We became a conquered generation because we refused to apply numerical thinking. If we did, we would stop seeing 1 trillion naira as a figure with too many zeros and begin asking what that amount could have done for the lives of ordinary people. Imagine a state where pregnant women still travel long distances to reach basic medical care. Imagine hospitals operating without essential equipment, schools with overcrowded classrooms, and communities cut off by impassable roads. The real tragedy of corruption is not the money that disappears; it is the opportunities that disappear with it. Every misappropriated billion represents projects abandoned, services undelivered, and lives made unnecessarily difficult. When we fail to make that translation, corruption becomes a victimless, abstract crime instead of a direct assault on human welfare.
We hear of thousands displaced and hundreds killed due to insecurity, yet the figures float past us like ordinary headlines. The number of people dying daily from insecurity in our country, a nation not officially at war, should shake our moral foundation. But we became a conquered generation because we lost our statistical consciousness.

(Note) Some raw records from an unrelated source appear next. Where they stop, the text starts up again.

//! Runtime configuration.
//!
//! Optional `runtime.toml` in the application home that tunes the settings
//! file format and logging. Every field has a default, so a missing file or
//! a partial file is always valid.

mod loading;
mod logging;
mod settings_format;


pub use loading::RUNTIME_CONFIG_FILE;
pub use logging::{LogFormat, LogLevel, LoggingConfig};
pub use settings_format::{LineEnding, SETTINGS_ENCODING, SettingsFormat};

use serde::{Deserialize, Serialize};

/// Main runtime configuration structure.
#[derive(Debug, Clone, Serialize, Deserialize, Default, PartialEq)]
pub struct RuntimeConfig {
    /// Settings file format knobs.
    #[serde(default)]
    pub settings: SettingsFormat,

    /// Logging setup.
    #[serde(default)]
    pub logging: LoggingConfig,
}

When reports announce that hundreds of people have been abducted or displaced, we process the information briefly and move on. Yet every large figure is composed of individual human stories. Five hundred abducted school children are not simply a statistic. It is five hundred empty seats in classrooms. Five hundred families waiting through sleepless nights. Five hundred interrupted dreams. Five hundred futures were suddenly suspended by fear and uncertainty. The scale becomes invisible because we see only the number, not the human reality it contains. Through repetition, we develop a dangerous tolerance for dysfunction. Death and decay become normalized simply because they occur so frequently.
We no longer ask
"What does this number mean for national survival?"

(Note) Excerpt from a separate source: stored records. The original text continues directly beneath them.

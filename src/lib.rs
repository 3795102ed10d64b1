//! Gaf - option-driven application runtime.
//!
//! Gaf provides the stateful core an application needs around its user
//! interface, independent of any toolkit:
//!
//! - Typed, file-backed settings store with a pluggable converter registry
//! - Command-line option dispatcher binding options to initializers or commands
//! - LIFO undo/redo history for editing components
//! - Application context with ordered shutdown cleanups
//!
//! # Quick Start
//!
//! ```rust,no_run
//! use gaf::settings::SettingsStore;
//!
//! let mut settings = SettingsStore::new();
//! settings.set("window.width", 800_i64)?;
//!
//! let width: i64 = settings.get("window.width", 640)?;
//! assert_eq!(width, 800);
//! # Ok::<(), gaf::settings::SettingsError>(())
//! ```

/// Application context, cleanup hooks and home directory layout.
pub mod app;

/// Command-line option dispatch.
pub mod cli;

/// Runtime configuration loaded from the application home.
pub mod config;

/// String/value converters and their registry.
pub mod convert;

/// Core error types and result aliases.
pub mod core;

/// Localization collaborator interface.
pub mod i18n;

/// Typed key/value settings persistence.
pub mod settings;

/// Tracing subscriber setup.
pub mod tracing_config;

/// Undo/redo history management.
pub mod undo;

/// Re-exported core types for convenience.
pub use core::{GafError, Result};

This is not merely economic failure; it is numerical illiteracy at a civilizational scale. Because numbers are not cold words—they are a lived reality. Numbers tell stories.
A high inflation figure is not just an abstract economic issue; it is hunger entering homes. When too much money keeps chasing too few goods, a persistent rise in costs and a weakening currency mean a household goes to sleep on an empty stomach. It is the literal reduction of the average citizen's purchasing power. Do we really pay attention to the prices of goods in this country? If we do, we realize the cost of conventional, everyday items has tripled.
An unemployment statistic isn’t just a metric; it is a measure of human despair, of delayed marriages, broken homes, and rising crime. We stop feeling the scale of collapse because we no longer translate numbers into lived reality.
And perhaps that is why it pains me to hear most students proudly say, "I hate mathematics." It's too hard."
Not everyone must become a mathematician, but mathematics is far deeper than classroom equations. It trains the mind to reason, measure, compare, detect patterns, interpret consequences, and understand proportion. It is the ultimate tool for detecting political lies.
A society disconnected from numbers becomes incredibly easy to manipulate emotionally and politically. Without numerical thinking, budgets become magic—we accept grandiose promises without ever asking how they will be funded. Debt servicing eats a massive chunk of our nation's yearly budget because we celebrated new infrastructure funded by loans, completely blind to the crippling interest rates future generations must pay. Corruption becomes difficult to grasp, policies escape scrutiny, and propaganda thrives. We blindly believe claims of "economic growth" even as the poverty rate climbs, simply because we do not know how to cross-reference the data.
I wept hearing discussions about removing mathematics from pathways into higher education. Whether we realize it or not, mathematics is one of the languages of civilization. A nation that stops respecting numbers slowly loses the ability to measure its own decline.
The tragedy is not that every student dislikes mathematics. The tragedy is when a society becomes comfortable with not thinking quantitatively at all.
Because development is inherently numerical, to improve a nation, you must be able to accurately measure its current state—by tracking maternal mortality, literacy rates, agricultural yields, and grid capacity. You cannot fix what you cannot measure.
Great nations are built by people who can interpret the patterns hidden inside numbers. Meanwhile, conquered societies often become emotional societies—reacting loudly but measuring poorly.
And perhaps that is one of our deepest wounds: we inherited populations full of intelligence and creativity, yet many of us were never fully trained to connect figures with national destiny.
So numbers became mere figures, instead of mirrors reflecting the condition of the nation.